Suffering is the reality in which, all of us find ourselves. Suffering is not fair, life is not always fair, and death is certainly not fair. It is not fair that young children in our own neighborhood go to school every day with nothing to eat. It is not fair that hearts are broken when a spouse says goodbye to their soul mate at the time of their death. It is not fair that disease, famine, weather-related devastations, and war cause such pain and anguish in the world.
Suffering is not fair; it is simply our condition, and none of us are immune to its effects. The higher calling for us Christians though, is to suffer in love with one another.
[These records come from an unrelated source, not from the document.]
impl SyncEngine {
    /// Creates the engine and spawns its applier and ticker.
    ///
    /// Must be called inside a tokio runtime. Nothing is fetched until
    /// [`start`](Self::start) or an explicit load.
    pub fn spawn(config: FleetConfig, backend: Arc<dyn FleetBackend>) -> Self {
        let (tx, rx) = mpsc::channel(config.engine.update_queue_capacity.max(1));
        let (state_tx, state_rx) = watch::channel(Arc::new(SyncState::new()));
        let (shutdown_tx, shutdown_rx) = mpsc::channel(1);

        let applier = Applier {
            state: SyncState::new(),
            rx,
            state_tx,
            shutdown_rx,
        };
        let applier_task = tokio::spawn(applier.run());

        let (ticker, label_rx) = FreshnessTicker::spawn(config.tick_interval(), state_rx.clone());

        SyncEngine {
            config,
            backend,
            sink: UpdateSink {
                tx,
                list_seq: Arc::new(AtomicU64::new(0)),
            },
            state_rx,
            label_rx,
            tasks: Mutex::new(EngineTasks {
                applier: Some(Background {
                    shutdown_tx,
                    task: applier_task,
                }),
                ticker: Some(ticker),
                ..Default::default()
            }),
        }
    }

    /// Creates the engine over the REST backend described by `config`.
    pub fn from_config(config: FleetConfig) -> SyncResult<Self> {
        config.validate()?;
        let backend = HttpBackend::from_config(&config)?;
        Ok(Self::spawn(config, Arc::new(backend)))
    }

    pub fn config(&self) -> &FleetConfig {
        &self.config
    }

    // =========================================================================
    // Lifecycle
    // =========================================================================

    /// Initial load, then the push channel.
    ///
    /// The snapshot and statistics fetches run concurrently; `loading` drops
    /// once both have settled, whatever their outcome.
    pub async fn start(&self) -> SyncResult<()> {
        info!(api = %self.config.api.base_url, "Sync engine starting");

        let (fleet, ()) = tokio::join!(self.load_all(), self.refresh_statistics());
        if let Err(e) = fleet {
            warn!(error = %e, "Initial fleet load failed, showing empty state");
        }
        self.sink.submit(StateUpdate::InitialLoadComplete).await?;

        let mut tasks = self.tasks.lock().await;

        if self.config.push.enabled && tasks.push.is_none() {
            let push_config = PushConfig::from(&self.config.push);
            tasks.push = Some(PushChannel::spawn(push_config, self.sink.clone()));
        }

        if tasks.statistics_refresh.is_none() {
            if let Some(period) = self.config.statistics_refresh() {
                tasks.statistics_refresh = Some(self.spawn_statistics_refresh(period));
            }
        }

        info!("Sync engine started");
        Ok(())
    }

    /// Stops the push channel (cancelling any pending reconnect wait), the
    /// periodic refresh, the ticker and the applier. Idempotent.
    pub async fn shutdown(&self) {
        let mut tasks = self.tasks.lock().await;

        if let Some(push) = tasks.push.take() {
            push.shutdown().await;
        }
        if let Some(refresh) = tasks.statistics_refresh.take() {
            refresh.stop().await;
        }
        if let Some(ticker) = tasks.ticker.take() {
            ticker.shutdown().await;
        }
        if let Some(applier) = tasks.applier.take() {
            applier.stop().await;
        }

        info!("Sync engine stopped");
    }

    fn spawn_statistics_refresh(&self, period: Duration) -> Background {
        let backend = self.backend.clone();
        let sink = self.sink.clone();
        let (shutdown_tx, mut shutdown_rx) = mpsc::channel::<()>(1);

        let task = tokio::spawn(async move {
            let start = tokio::time::Instant::now() + period;
            let mut interval = tokio::time::interval_at(start, period);
            interval.set_missed_tick_behavior(tokio::time::MissedTickBehavior::Delay);

            loop {
                tokio::select! {
                    _ = interval.tick() => {}
                    _ = shutdown_rx.recv() => break,
                }

                // A slow fetch must not hold up shutdown
                tokio::select! {
                    _ = refresh_statistics_via(backend.as_ref(), &sink) => {}
                    _ = shutdown_rx.recv() => break,
                }
            }
        });

        Background { shutdown_tx, task }
    }

    // =========================================================================
    // Operations
    // =========================================================================

    /// Fetches the full fleet.
    ///
    /// Success replaces the list, refreshes fleet-derived statistics and
    /// clears any active filter. Failure keeps the previous list, records the
    /// error and degrades the phase.
    pub async fn load_all(&self) -> SyncResult<()> {
        let seq = self.sink.next_list_seq();
        self.sink.submit(StateUpdate::ListRequested { seq }).await?;

        match self.backend.fetch_all().await {
            Ok(vehicles) => {
                info!(seq, count = vehicles.len(), "Fleet snapshot loaded");
                self.sink.submit(StateUpdate::FleetLoaded { seq, vehicles }).await
            }
            Err(e) => {
                warn!(seq, error = %e, "Fleet snapshot fetch failed");
                self.sink
                    .submit(StateUpdate::ListFailed { seq, error: e.to_string() })
                    .await?;
                Err(e)
            }
        }
    }

    /// Loads the list for a filter token.
    ///
    /// Accepts the filter bar's tokens: `"all"` reloads the full fleet and
    /// `"moving"` means `en_route`.
    pub async fn load_by_status(&self, token: &str) -> SyncResult<()> {
        match VehicleStatus::from_filter_token(token)? {
            None => self.load_all().await,
            Some(status) => self.load_status(status).await,
        }
    }

    /// Replaces the displayed list with vehicles in `status`. Statistics are
    /// left alone.
    pub async fn load_status(&self, status: VehicleStatus) -> SyncResult<()> {
        let seq = self.sink.next_list_seq();
        self.sink.submit(StateUpdate::ListRequested { seq }).await?;

        match self.backend.fetch_by_status(&status).await {
            Ok(vehicles) => {
                info!(seq, %status, count = vehicles.len(), "Filtered list loaded");
                self.sink
                    .submit(StateUpdate::FilteredLoaded { seq, status, vehicles })
                    .await
            }
            Err(e) => {
                warn!(seq, %status, error = %e, "Filtered list fetch failed");
                self.sink
                    .submit(StateUpdate::ListFailed { seq, error: e.to_string() })
                    .await?;
                Err(e)
            }
        }
    }

    /// Fetches one vehicle and makes it the selection.
    ///
    /// Returns `None` when the vehicle is unknown or the fetch fails; the
    /// reason is surfaced through `error`.
    pub async fn load_by_id(&self, id: &str) -> Option<Vehicle> {
        let failure = match self.backend.fetch_by_id(id).await {
            Ok(Some(vehicle)) => {
                debug!(id, "Vehicle detail loaded");
                self.submit_quietly(StateUpdate::DetailLoaded(vehicle.clone())).await;
                return Some(vehicle);
            }
            Ok(None) => SyncError::NotFound(id.to_string()),
            Err(e) => e,
        };

        warn!(id, error = %failure, "Vehicle detail fetch failed");
        self.submit_quietly(StateUpdate::DetailFailed {
            error: failure.to_string(),
        })
        .await;
        None
    }

    /// Opens the detail view for `id`: the fetched record when available,
    /// otherwise the brief record from the current list.
    pub async fn open_vehicle(&self, id: &str) -> Option<Vehicle> {
        if let Some(vehicle) = self.load_by_id(id).await {
            return Some(vehicle);
        }

        let cached = self.snapshot().vehicles.iter().find(|v| v.id == id).cloned()?;
        debug!(id, "Falling back to cached vehicle record");
        self.select(cached.clone()).await;
        Some(cached)
    }

    /// Fetches authoritative statistics. Failures are logged only.
    pub async fn refresh_statistics(&self) {
        refresh_statistics_via(self.backend.as_ref(), &self.sink).await;
    }

    /// Applies a push frame exactly as the push channel would.
    pub async fn ingest_push(&self, message: PushMessage) -> SyncResult<()> {
        self.sink.ingest_push(message).await
    }

    pub async fn select(&self, vehicle: Vehicle) {
        self.submit_quietly(StateUpdate::Selected(Some(vehicle))).await;
    }

    pub async fn clear_selection(&self) {
        self.submit_quietly(StateUpdate::Selected(None)).await;
    }

    async fn submit_quietly(&self, update: StateUpdate) {
        let kind = update.kind();
        if let Err(e) = self.sink.submit(update).await {
            debug!(kind, error = %e, "Update not applied");
        }
    }

    // =========================================================================
    // Read API
    // =========================================================================

    /// Latest published state.
    pub fn snapshot(&self) -> Arc<SyncState> {
        self.state_rx.borrow().clone()
    }

    /// Receiver notified after every applied update.
    pub fn subscribe(&self) -> watch::Receiver<Arc<SyncState>> {
        self.state_rx.clone()
    }

    /// Receiver notified whenever the freshness label text changes.
    pub fn subscribe_freshness(&self) -> watch::Receiver<String> {
        self.label_rx.clone()
    }

    pub fn vehicles(&self) -> Vec<Vehicle> {
        self.snapshot().vehicles.clone()
    }

    pub fn statistics(&self) -> Option<Statistics> {
        self.snapshot().statistics
    }

    pub fn selected_vehicle(&self) -> Option<Vehicle> {
        self.snapshot().selected_vehicle.clone()
    }

    pub fn connection_status(&self) -> ConnectionStatus {
        self.snapshot().connection_status
    }

    pub fn freshness_label(&self) -> String {
        self.label_rx.borrow().clone()
    }

    pub fn error(&self) -> Option<String> {
        self.snapshot().error.clone()
    }

    pub fn is_loading(&self) -> bool {
        self.snapshot().loading
    }

    pub fn phase(&self) -> Phase {
        self.snapshot().phase
    }

    /// Search/filter/sort over the displayed list.
    pub fn query(&self, query: &VehicleQuery) -> Vec<Vehicle> {
        query.apply(&self.snapshot().vehicles)
    }
}
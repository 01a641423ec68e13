//! REST client tests against a fake HTTP server.

use std::sync::Arc;
use std::time::Duration;

use fleet_core::VehicleStatus;
use fleet_sync::{FleetBackend, FleetConfig, HttpBackend, SyncEngine, SyncError};
use serde_json::json;
use wiremock::matchers::{method, path};
use wiremock::{Mock, MockServer, ResponseTemplate};

fn backend(server: &MockServer) -> HttpBackend {
    HttpBackend::new(&server.uri(), Duration::from_secs(5)).expect("backend")
}

#[tokio::test]
async fn fetch_all_accepts_bare_and_enveloped_arrays() {
    let server = MockServer::start().await;

    Mock::given(method("GET"))
        .and(path("/api/vehicles"))
        .respond_with(ResponseTemplate::new(200).set_body_json(json!([
            { "id": "TRK-1", "status": "moving", "speed": 52 },
            { "vehicleNumber": "TRK-2", "status": "idle" },
            { "driverName": "no id" }
        ])))
        .mount(&server)
        .await;

    let vehicles = backend(&server).fetch_all().await.expect("fetch_all");
    assert_eq!(vehicles.len(), 2);
    assert_eq!(vehicles[0].status, VehicleStatus::EnRoute);
    assert_eq!(vehicles[1].id, "TRK-2");

    server.reset().await;
    Mock::given(method("GET"))
        .and(path("/api/vehicles"))
        .respond_with(ResponseTemplate::new(200).set_body_json(json!({
            "data": [{ "id": "TRK-9", "status": "delivered" }]
        })))
        .mount(&server)
        .await;

    let vehicles = backend(&server).fetch_all().await.expect("fetch_all");
    assert_eq!(vehicles.len(), 1);
    assert_eq!(vehicles[0].status, VehicleStatus::Delivered);
}

#[tokio::test]
async fn fetch_by_status_uses_canonical_path_token() {
    let server = MockServer::start().await;

    Mock::given(method("GET"))
        .and(path("/api/vehicles/status/en_route"))
        .respond_with(ResponseTemplate::new(200).set_body_json(json!({
            "vehicles": [{ "id": "TRK-3", "status": "en_route" }]
        })))
        .expect(1)
        .mount(&server)
        .await;

    let vehicles = backend(&server)
        .fetch_by_status(&VehicleStatus::EnRoute)
        .await
        .expect("fetch_by_status");
    assert_eq!(vehicles.len(), 1);
    assert_eq!(vehicles[0].id, "TRK-3");
}

#[tokio::test]
async fn fetch_by_id_handles_envelopes_and_not_found() {
    let server = MockServer::start().await;

    Mock::given(method("GET"))
        .and(path("/api/vehicles/TRK-5"))
        .respond_with(ResponseTemplate::new(200).set_body_json(json!({
            "vehicle": {
                "id": "TRK-5",
                "driverName": "Ana",
                "currentLocation": { "lat": 40.7128, "lng": -74.006 }
            }
        })))
        .mount(&server)
        .await;

    Mock::given(method("GET"))
        .and(path("/api/vehicles/TRK-404"))
        .respond_with(ResponseTemplate::new(404))
        .mount(&server)
        .await;

    let b = backend(&server);
    let vehicle = b.fetch_by_id("TRK-5").await.expect("fetch").expect("found");
    assert_eq!(vehicle.driver_name, "Ana");
    assert_eq!(vehicle.location_text(), "40.712800, -74.006000");

    assert!(b.fetch_by_id("TRK-404").await.expect("fetch").is_none());
}

#[tokio::test]
async fn fetch_statistics_reads_aliases() {
    let server = MockServer::start().await;

    Mock::given(method("GET"))
        .and(path("/api/statistics"))
        .respond_with(ResponseTemplate::new(200).set_body_json(json!({
            "data": { "totalVehicles": 25, "moving": 11, "averageSpeed": 0 }
        })))
        .mount(&server)
        .await;

    let patch = backend(&server).fetch_statistics().await.expect("statistics");
    assert_eq!(patch.total, Some(25));
    assert_eq!(patch.en_route, Some(11));
    assert_eq!(patch.average_speed, Some(0.0));
    assert_eq!(patch.idle, None);
}

#[tokio::test]
async fn server_errors_are_retryable_transport_failures() {
    let server = MockServer::start().await;

    Mock::given(method("GET"))
        .and(path("/api/vehicles"))
        .respond_with(ResponseTemplate::new(503))
        .mount(&server)
        .await;

    let err = backend(&server).fetch_all().await.unwrap_err();
    assert!(
        matches!(&err, SyncError::HttpStatus { status: 503, .. }),
        "expected HTTP 503, got {err:?}"
    );
    assert!(err.is_retryable());
}

#[tokio::test]
async fn slow_responses_time_out() {
    let server = MockServer::start().await;

    Mock::given(method("GET"))
        .and(path("/api/statistics"))
        .respond_with(
            ResponseTemplate::new(200)
                .set_body_json(json!({ "total": 1 }))
                .set_delay(Duration::from_secs(2)),
        )
        .mount(&server)
        .await;

    let backend = HttpBackend::new(&server.uri(), Duration::from_millis(100)).expect("backend");
    let err = backend.fetch_statistics().await.unwrap_err();
    assert!(matches!(err, SyncError::RequestTimeout(_)), "got {err:?}");
}

#[tokio::test]
async fn engine_keeps_stale_fleet_when_backend_fails() {
    let server = MockServer::start().await;

    let fleet: Vec<_> = (0..10)
        .map(|i| json!({ "id": format!("TRK-{i}"), "status": "idle" }))
        .collect();
    Mock::given(method("GET"))
        .and(path("/api/vehicles"))
        .respond_with(ResponseTemplate::new(200).set_body_json(json!(fleet)))
        .mount(&server)
        .await;

    let mut config = FleetConfig::default();
    config.api.base_url = server.uri();
    config.push.enabled = false;
    let engine = SyncEngine::spawn(config.clone(), Arc::new(HttpBackend::from_config(&config).unwrap()));

    engine.load_all().await.expect("first load");
    assert_eq!(engine.vehicles().len(), 10);

    server.reset().await;
    Mock::given(method("GET"))
        .and(path("/api/vehicles"))
        .respond_with(ResponseTemplate::new(500))
        .mount(&server)
        .await;

    assert!(engine.load_all().await.is_err());
    assert_eq!(engine.vehicles().len(), 10);
    assert!(engine.error().is_some());
    assert!(engine.phase().is_degraded());

    engine.shutdown().await;
}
So, how do we become a neighbor? When we see someone suffering, neighboring includes providing triage (or maybe helping them sustain life in the moment), it included transporting (if it safe for you us we may offer a way to get more help), it included sheltering (helping them find protection from what afflicts them). It included ministry of presence (being with them in their suffering as long as you are able). It includes investing (be willing to give from the abundance God has given us for others). Finally, it includes providing ongoing care (remaining connected to the afflicted until they are able to stand on their own).
Becoming a neighbor is how we Christians pass on to others, the abundant grace, compassion, and love God has shown and does show us every day. We are not called merely to show pity and write a check (although that generosity does help in some cases), but more than that, we are called to bear one another’s burdens. Maybe becoming a neighbor is not as difficult as we think, if we can drop the criteria of “who is MY neighbor. Becoming a neighbor may mean just bearing the burdens of the other. It could be as simple as sharing a brown bag lunch with someone less fortunate, like two little boys did so long ago.
As you leave today, as you are driving home and you possibly see a homeless man or woman, as you shop in Publix and see the distraught cashier at the register, as you go to work this week and see your colleague struggling, or as you meet the person living next to you whom you never met, maybe the question we need to ask is not, “who is MY neighbor,” but how can I become a neighbor to them? The answer is simple though. Just eemember what Jesneighed, the neighbor is “The one who shows mercy, so go and do likewise.”